Some medical experts have focused on the Olympic game book outlining measures to protect athletes and officials. The latest version, released in April, includes a colorful cover illustration, showing two judo athletes grappling, without a mask.

“Graphics are more beautiful than any information they contain,” comments Lisa Brosseau, research consultant at the Center for Infectious Disease Research and Policy at the University of Minnesota.

In a recent article in the New England Journal of Medicine, she and her co-authors claim that “the IOC’s determination to host the Olympic Games is not based on the best scientific evidence”.

Gaming manuals, she argues, do not include best practices for hosting sporting events during a pandemic, such as not accommodating more than one athlete in each hotel room and using different approaches to manage different levels of risk. , ranging from indoor boxing matches to outdoor matches. sailing events.

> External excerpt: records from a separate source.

//! Tests for folding subgraphs into composite nodes and unfolding them.
mod common;
use common::*;
use fude::prelude::*;
use fude::schema::{collapse_each, expand_each, minimal_collapsible};

fn sorted(set: ahash::AHashSet<String>) -> Vec<String> {
    let mut ids: Vec<String> = set.into_iter().collect();
    ids.sort();
    ids
}

/// `A -> C -> D <- B`: C and D hang off A, but D is also fed by B.
fn branch_schema() -> Schema {
    Schema::new(
        vec![
            source_node("A", "port-a", "noise"),
            source_node("B", "port-b", "noise"),
            filter_node("C", "port-c-in", "port-c-out", "blur"),
            merge_node("D", "port-d1", "port-d2", "port-d3", "merge"),
        ],
        vec![
            link("port-a", "port-c-in"),
            link("port-c-out", "port-d1"),
            link("port-b", "port-d2"),
        ],
    )
}

#[test]
fn test_collapsible_from_takes_the_whole_exclusive_chain() {
    let set = collapsible_from(&["A"], &chain_schema());
    assert_eq!(sorted(set), ["B", "C"]);
}

#[test]
fn test_collapsible_from_leaves_shared_consumers_alone() {
    // C is also fed by B, so collapsing A must not swallow it
    let set = collapsible_from(&["A"], &abc_schema());
    assert!(set.is_empty());
}

#[test]
fn test_collapsible_from_stops_at_the_shared_merge() {
    // C is exclusive to A; D is reachable from B as well
    let set = collapsible_from(&["A"], &branch_schema());
    assert_eq!(sorted(set), ["C"]);
}

#[test]
fn test_minimal_collapsible_reports_surviving_seeds() {
    let seeds = minimal_collapsible(&["A", "B"], &chain_schema());
    assert_eq!(sorted(seeds), ["A"]);

    let lone = minimal_collapsible(&["A"], &abc_schema());
    assert_eq!(sorted(lone), ["A"]);
}

#[test]
fn test_collapse_from_folds_the_cone_into_one_composite() {
    let collapsed = collapse_from("A", &chain_schema());

    assert_eq!(collapsed.nodes.len(), 1);
    assert!(collapsed.links.is_empty());

    let composite = &collapsed.nodes[0];
    assert_eq!(composite.id, "node-0");
    assert!(composite.inputs.is_empty());
    let outputs: Vec<&str> = composite.outputs.iter().map(|p| p.id.as_str()).collect();
    assert_eq!(outputs, ["port-c-out"]);
    // the composite wears the anchor's payload
    assert_eq!(composite.data.op.as_deref(), Some("noise"));

    let inner = composite.collapsed.as_ref().expect("inner schema");
    assert_eq!(inner.nodes.len(), 3);
    assert_eq!(inner.links.len(), 2);
}

#[test]
fn test_collapse_from_keeps_boundary_links_resolving() {
    let collapsed = collapse_from("A", &abc_schema());

    // only A folded; B, C and both links survive at the outer level
    assert_eq!(collapsed.nodes.len(), 3);
    assert_eq!(collapsed.nodes[0].id, "node-0");
    assert_eq!(collapsed.links.len(), 2);

    // the replacement carries A's output, so port-a -> port-c1 still resolves
    assert_eq!(validate_schema(&collapsed), Ok(()));
    let composite = &collapsed.nodes[0];
    let outputs: Vec<&str> = composite.outputs.iter().map(|p| p.id.as_str()).collect();
    assert_eq!(outputs, ["port-a"]);
}

#[test]
fn test_collapse_exposes_inputs_fed_from_outside() {
    let collapsed = collapse_from("C", &branch_schema());

    // C folds alone; its input is fed by the non-member A and stays visible
    let composite = &collapsed.nodes[0];
    let inputs: Vec<&str> = composite.inputs.iter().map(|p| p.id.as_str()).collect();
    assert_eq!(inputs, ["port-c-in"]);
    assert_eq!(validate_schema(&collapsed), Ok(()));
}

#[test]
fn test_collapse_allocates_the_first_gap_id() {
    let schema = Schema::new(
        vec![
            source_node("node-0", "port-0", "noise"),
            source_node("node-2", "port-2", "noise"),
            source_node("X", "port-x", "noise"),
        ],
        vec![],
    );

    let collapsed = collapse_from("X", &schema);
    assert_eq!(collapsed.nodes[0].id, "node-1");
}

#[test]
fn test_collapse_rebases_inner_coordinates_on_the_anchor() {
    let mut schema = chain_schema();
    schema.nodes[0].coordinates = [100.0, 50.0];
    schema.nodes[1].coordinates = [130.0, 80.0];
    schema.nodes[2].coordinates = [160.0, 110.0];

    let collapsed = collapse_from("A", &schema);
    let composite = &collapsed.nodes[0];
    assert_eq!(composite.coordinates, [100.0, 50.0]);

    let inner = composite.collapsed.as_ref().expect("inner schema");
    let a = inner.nodes.iter().find(|n| n.id == "A").expect("A inside");
    let c = inner.nodes.iter().find(|n| n.id == "C").expect("C inside");
    assert_eq!(a.coordinates, [0.0, 0.0]);
    assert_eq!(c.coordinates, [60.0, 60.0]);
}

#[test]
fn test_collapse_with_unknown_id_is_a_noop() {
    let schema = abc_schema();
    assert_eq!(collapse_from("ghost", &schema), schema);
}

#[test]
fn test_expand_inverts_a_collapse_exactly() {
    let chain = chain_schema();
    let round_tripped = expand_from("node-0", &collapse_from("A", &chain));
    assert_eq!(round_tripped, chain);

    let abc = abc_schema();
    let round_tripped = expand_from("node-0", &collapse_from("A", &abc));
    assert_eq!(round_tripped, abc);
}

#[test]
fn test_expand_restores_canvas_coordinates() {
    let mut schema = chain_schema();
    schema.nodes[0].coordinates = [100.0, 50.0];
    schema.nodes[2].coordinates = [160.0, 110.0];

    let expanded = expand_from("node-0", &collapse_from("A", &schema));
    let c = expanded.nodes.iter().find(|n| n.id == "C").expect("C back");
    assert_eq!(c.coordinates, [160.0, 110.0]);
}

#[test]
fn test_expand_without_collapsed_content_is_a_noop() {
    let schema = abc_schema();
    // A exists but carries no collapsed schema
    assert_eq!(expand_from("A", &schema), schema);
    assert_eq!(expand_from("ghost", &schema), schema);
}

#[test]
fn test_collapse_each_noops_on_swallowed_ids() {
    let chain = chain_schema();
    // the first fold swallows B, so B's turn does nothing
    let each = collapse_each(&["A", "B"], &chain);
    assert_eq!(each, collapse_from("A", &chain));
}

#[test]
fn test_collapse_each_then_expand_each_restores_the_node_set() {
    let abc = abc_schema();
    let collapsed = collapse_each(&["A", "B"], &abc);

    // two separate composites plus the untouched C
    assert_eq!(collapsed.nodes.len(), 3);
    assert_eq!(validate_schema(&collapsed), Ok(()));

    let expanded = expand_each(&["node-0", "node-1"], &collapsed);
    let mut ids: Vec<&str> = expanded.nodes.iter().map(|n| n.id.as_str()).collect();
    ids.sort();
    assert_eq!(ids, ["A", "B", "C"]);
    assert_eq!(expanded.links.len(), 2);
    assert_eq!(validate_schema(&expanded), Ok(()));
}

Organizers should consider, “Can you minimize contact? Can you minimize the time? Can you minimize the number of people? Can you add ventilation, ”she said. “You have to have that kind of thoughtful conversation about risks and controls. And that’s not what I see in the textbooks at all.”

Dr Naoto Ueyama, who heads the Japanese Union of Physicians, is less concerned with the 15,000 or so athletes than with the tens of thousands of employees working behind the scenes.

“I’m mostly concerned about the volunteers,” he says. “I read that they only get two masks and a bottle of hand sanitizer to deal with the situation. It’s too awful.”

Organizers say about 10,000 of the 80,000 Olympic volunteers have already resigned, some due to health risks, others because of the sexist remarks by the former head of the games organization. The government says it plans to vaccinate the remaining volunteers.

Ueyama also notes that each sports venue is assigned a doctor to treat sick athletes or spectators, although it is not yet clear whether spectators will be allowed. But he says some of those doctors have also quit because they have to work in Japanese hospitals inundated with COVID patients.

The “Japanese government does not have the power to force the use of medical resources for the Olympics,” Ueyama argues, adding: “They did not get enough human resources, logistical support and money. I don’t think such a plan will go well. “

Ueyama also finds it hard to believe that everyone at the games will be able to abide by the rules of social distancing. He says, “I am concerned that it is difficult to completely block communication between the athletes.”

Organizers, for example, plan to distribute 160,000 condoms to athletes, but no face masks, which the athletes will have to bring themselves. Organizers stress that the distribution of prophylactics is meant to raise awareness about safe sex, and in light of the pandemic, athletes should take them home, rather than using them at games.

Chie Kobayashi in Tokyo contributed to this report.